[Saved entries]
———

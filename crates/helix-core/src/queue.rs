//! C6: SpacedRepetitionQueue (spec §4.6). One Fibonacci-interval queue per
//! thread, keyed by LEGO. Retired items (finished the interval sequence)
//! sort last by carrying infinite priority.

use std::collections::HashMap;

use chrono::{DateTime, Utc};
use rand::Rng;

use crate::model::{CourseId, LegoId, LegoProgress, ThreadId};
use crate::rng::uniform01;

#[derive(Debug, Default)]
pub struct SpacedRepetitionQueue {
    threads: HashMap<ThreadId, HashMap<LegoId, LegoProgress>>,
}

impl SpacedRepetitionQueue {
    pub fn new() -> Self {
        Self::default()
    }

    pub fn add_new(&mut self, thread_id: ThreadId, lego_id: LegoId, course_id: CourseId) {
        self.threads
            .entry(thread_id)
            .or_default()
            .entry(lego_id.clone())
            .or_insert_with(|| LegoProgress::new(lego_id, course_id, thread_id));
    }

    fn priority(
        entry: &LegoProgress,
        initial_reps: u32,
        rng: &mut impl Rng,
    ) -> f64 {
        if entry.is_retired {
            return f64::INFINITY;
        }
        let under_initial_bonus = if entry.reps_completed < initial_reps {
            -10.0
        } else {
            0.0
        };
        entry.skip_number as f64
            + under_initial_bonus
            + entry.fibonacci_position as f64 * 0.5
            + uniform01(rng) * 0.1
    }

    /// Lowest-priority non-retired LEGO on `thread_id`, or `None` if the
    /// thread has no entries left (everything retired, or thread unused).
    pub fn get_next(
        &self,
        thread_id: ThreadId,
        initial_reps: u32,
        rng: &mut impl Rng,
    ) -> Option<LegoId> {
        let entries = self.threads.get(&thread_id)?;
        entries
            .values()
            .filter(|e| !e.is_retired)
            .map(|e| (e.lego_id.clone(), Self::priority(e, initial_reps, rng)))
            .min_by(|a, b| a.1.total_cmp(&b.1))
            .map(|(id, _)| id)
    }

    /// LEGOs whose skip_number has counted down to zero on `thread_id`.
    pub fn get_ready(&self, thread_id: ThreadId) -> Vec<LegoId> {
        self.threads
            .get(&thread_id)
            .map(|entries| {
                entries
                    .values()
                    .filter(|e| !e.is_retired && e.skip_number == 0)
                    .map(|e| e.lego_id.clone())
                    .collect()
            })
            .unwrap_or_default()
    }

    /// Advances `lego_id`'s Fibonacci position (spec §4.6): a spike regresses
    /// it by one, a successful rep only advances it once `initial_reps`
    /// repetitions have accumulated, and the sequence's last position
    /// retires the LEGO.
    #[allow(clippy::too_many_arguments)]
    pub fn record_practice(
        &mut self,
        thread_id: ThreadId,
        lego_id: &LegoId,
        was_successful: bool,
        was_spike: bool,
        initial_reps: u32,
        fibonacci_sequence: &[u32],
        now: DateTime<Utc>,
    ) {
        let Some(entry) = self
            .threads
            .get_mut(&thread_id)
            .and_then(|t| t.get_mut(lego_id))
        else {
            return;
        };

        entry.last_practiced_at = Some(now);

        if was_spike {
            entry.fibonacci_position = entry.fibonacci_position.saturating_sub(1);
        } else if was_successful {
            entry.reps_completed += 1;
            if entry.reps_completed >= initial_reps {
                entry.fibonacci_position =
                    (entry.fibonacci_position + 1).min(fibonacci_sequence.len().saturating_sub(1));
                if entry.fibonacci_position == fibonacci_sequence.len().saturating_sub(1) {
                    entry.is_retired = true;
                }
            }
        }

        entry.skip_number = fibonacci_sequence.get(entry.fibonacci_position).copied().unwrap_or(0);
    }

    /// Decrements skip_number (floored at 0) for every other LEGO on the
    /// thread, the standard spaced-repetition "time passes" step.
    pub fn decrement_skip_numbers(&mut self, thread_id: ThreadId, except: &LegoId) {
        if let Some(entries) = self.threads.get_mut(&thread_id) {
            for (id, entry) in entries.iter_mut() {
                if id != except && entry.skip_number > 0 {
                    entry.skip_number -= 1;
                }
            }
        }
    }

    pub fn get_progress(&self, thread_id: ThreadId, lego_id: &LegoId) -> Option<&LegoProgress> {
        self.threads.get(&thread_id)?.get(lego_id)
    }

    pub fn get_progress_mut(&mut self, thread_id: ThreadId, lego_id: &LegoId) -> Option<&mut LegoProgress> {
        self.threads.get_mut(&thread_id)?.get_mut(lego_id)
    }

    pub fn mark_introduction_complete(&mut self, thread_id: ThreadId, lego_id: &LegoId) {
        if let Some(entry) = self
            .threads
            .get_mut(&thread_id)
            .and_then(|t| t.get_mut(lego_id))
        {
            entry.introduction_complete = true;
        }
    }

    pub fn get_all_progress(&self) -> Vec<LegoProgress> {
        self.threads
            .values()
            .flat_map(|t| t.values().cloned())
            .collect()
    }

    pub fn load_progress(&mut self, progress: Vec<LegoProgress>) {
        for entry in progress {
            self.threads
                .entry(entry.thread_id)
                .or_default()
                .insert(entry.lego_id.clone(), entry);
        }
    }
}

#[cfg(test)]
mod tests {
    use super::*;
    use rand::SeedableRng;

    fn ts() -> DateTime<Utc> {
        DateTime::parse_from_rfc3339("2026-01-01T00:00:00Z")
            .unwrap()
            .with_timezone(&Utc)
    }

    const FIB: &[u32] = &[1, 1, 2, 3, 5, 8, 13, 21, 34, 55, 89];

    #[test]
    fn practicing_advances_fibonacci_position_and_sets_skip_number() {
        let mut queue = SpacedRepetitionQueue::new();
        queue.add_new(1, "L1".into(), "C1".into());
        queue.record_practice(1, &"L1".to_string(), true, false, 1, FIB, ts());
        let entry = queue.get_progress(1, &"L1".to_string()).unwrap();
        assert_eq!(entry.fibonacci_position, 1);
        assert_eq!(entry.skip_number, FIB[1]);
        assert_eq!(entry.reps_completed, 1);
    }

    #[test]
    fn position_does_not_advance_before_initial_reps_is_reached() {
        let mut queue = SpacedRepetitionQueue::new();
        queue.add_new(1, "L1".into(), "C1".into());
        queue.record_practice(1, &"L1".to_string(), true, false, 3, FIB, ts());
        queue.record_practice(1, &"L1".to_string(), true, false, 3, FIB, ts());
        let entry = queue.get_progress(1, &"L1".to_string()).unwrap();
        assert_eq!(entry.reps_completed, 2);
        assert_eq!(entry.fibonacci_position, 0);

        queue.record_practice(1, &"L1".to_string(), true, false, 3, FIB, ts());
        let entry = queue.get_progress(1, &"L1".to_string()).unwrap();
        assert_eq!(entry.reps_completed, 3);
        assert_eq!(entry.fibonacci_position, 1);
    }

    #[test]
    fn a_spike_regresses_the_fibonacci_position_by_one() {
        let mut queue = SpacedRepetitionQueue::new();
        queue.add_new(1, "L1".into(), "C1".into());
        queue.record_practice(1, &"L1".to_string(), true, false, 1, FIB, ts());
        queue.record_practice(1, &"L1".to_string(), true, false, 1, FIB, ts());
        assert_eq!(queue.get_progress(1, &"L1".to_string()).unwrap().fibonacci_position, 2);

        queue.record_practice(1, &"L1".to_string(), false, true, 1, FIB, ts());
        let entry = queue.get_progress(1, &"L1".to_string()).unwrap();
        assert_eq!(entry.fibonacci_position, 1);
        assert_eq!(entry.skip_number, FIB[1]);

        // Regression never goes below zero.
        queue.record_practice(1, &"L1".to_string(), false, true, 1, FIB, ts());
        queue.record_practice(1, &"L1".to_string(), false, true, 1, FIB, ts());
        let entry = queue.get_progress(1, &"L1".to_string()).unwrap();
        assert_eq!(entry.fibonacci_position, 0);
    }

    #[test]
    fn exhausting_the_sequence_retires_the_lego() {
        let mut queue = SpacedRepetitionQueue::new();
        queue.add_new(1, "L1".into(), "C1".into());
        for _ in 0..FIB.len() {
            queue.record_practice(1, &"L1".to_string(), true, false, 1, FIB, ts());
        }
        assert!(queue.get_progress(1, &"L1".to_string()).unwrap().is_retired);
        let mut rng = rand::rngs::StdRng::seed_from_u64(1);
        assert!(queue.get_next(1, 7, &mut rng).is_none());
    }

    #[test]
    fn decrement_skip_numbers_excludes_just_practiced_lego() {
        let mut queue = SpacedRepetitionQueue::new();
        queue.add_new(1, "L1".into(), "C1".into());
        queue.add_new(1, "L2".into(), "C1".into());
        queue.record_practice(1, &"L1".to_string(), true, false, 1, FIB, ts());
        let before = queue.get_progress(1, &"L2".to_string()).unwrap().skip_number;
        queue.decrement_skip_numbers(1, &"L1".to_string());
        let l1_skip = queue.get_progress(1, &"L1".to_string()).unwrap().skip_number;
        let l2_skip = queue.get_progress(1, &"L2".to_string()).unwrap().skip_number;
        assert_eq!(l1_skip, FIB[1]); // untouched, it was excluded
        assert_eq!(l2_skip, before.saturating_sub(1));
    }

    #[test]
    fn get_ready_only_returns_zero_skip_entries() {
        let mut queue = SpacedRepetitionQueue::new();
        queue.add_new(1, "L1".into(), "C1".into());
        assert_eq!(queue.get_ready(1), vec!["L1".to_string()]);
        queue.record_practice(1, &"L1".to_string(), true, false, 7, FIB, ts());
        assert!(queue.get_ready(1).is_empty());
    }
}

———

Activity:
Scan the data above for the word "LegoProgress" and report every line where it is found.

Task solution:
use crate::model::{CourseId, LegoId, LegoProgress, ThreadId};
    threads: HashMap<ThreadId, HashMap<LegoId, LegoProgress>>,
            .or_insert_with(|| LegoProgress::new(lego_id, course_id, thread_id));
        entry: &LegoProgress,
    pub fn get_progress(&self, thread_id: ThreadId, lego_id: &LegoId) -> Option<&LegoProgress> {
    pub fn get_progress_mut(&mut self, thread_id: ThreadId, lego_id: &LegoId) -> Option<&mut LegoProgress> {
    pub fn get_all_progress(&self) -> Vec<LegoProgress> {
    pub fn load_progress(&mut self, progress: Vec<LegoProgress>) {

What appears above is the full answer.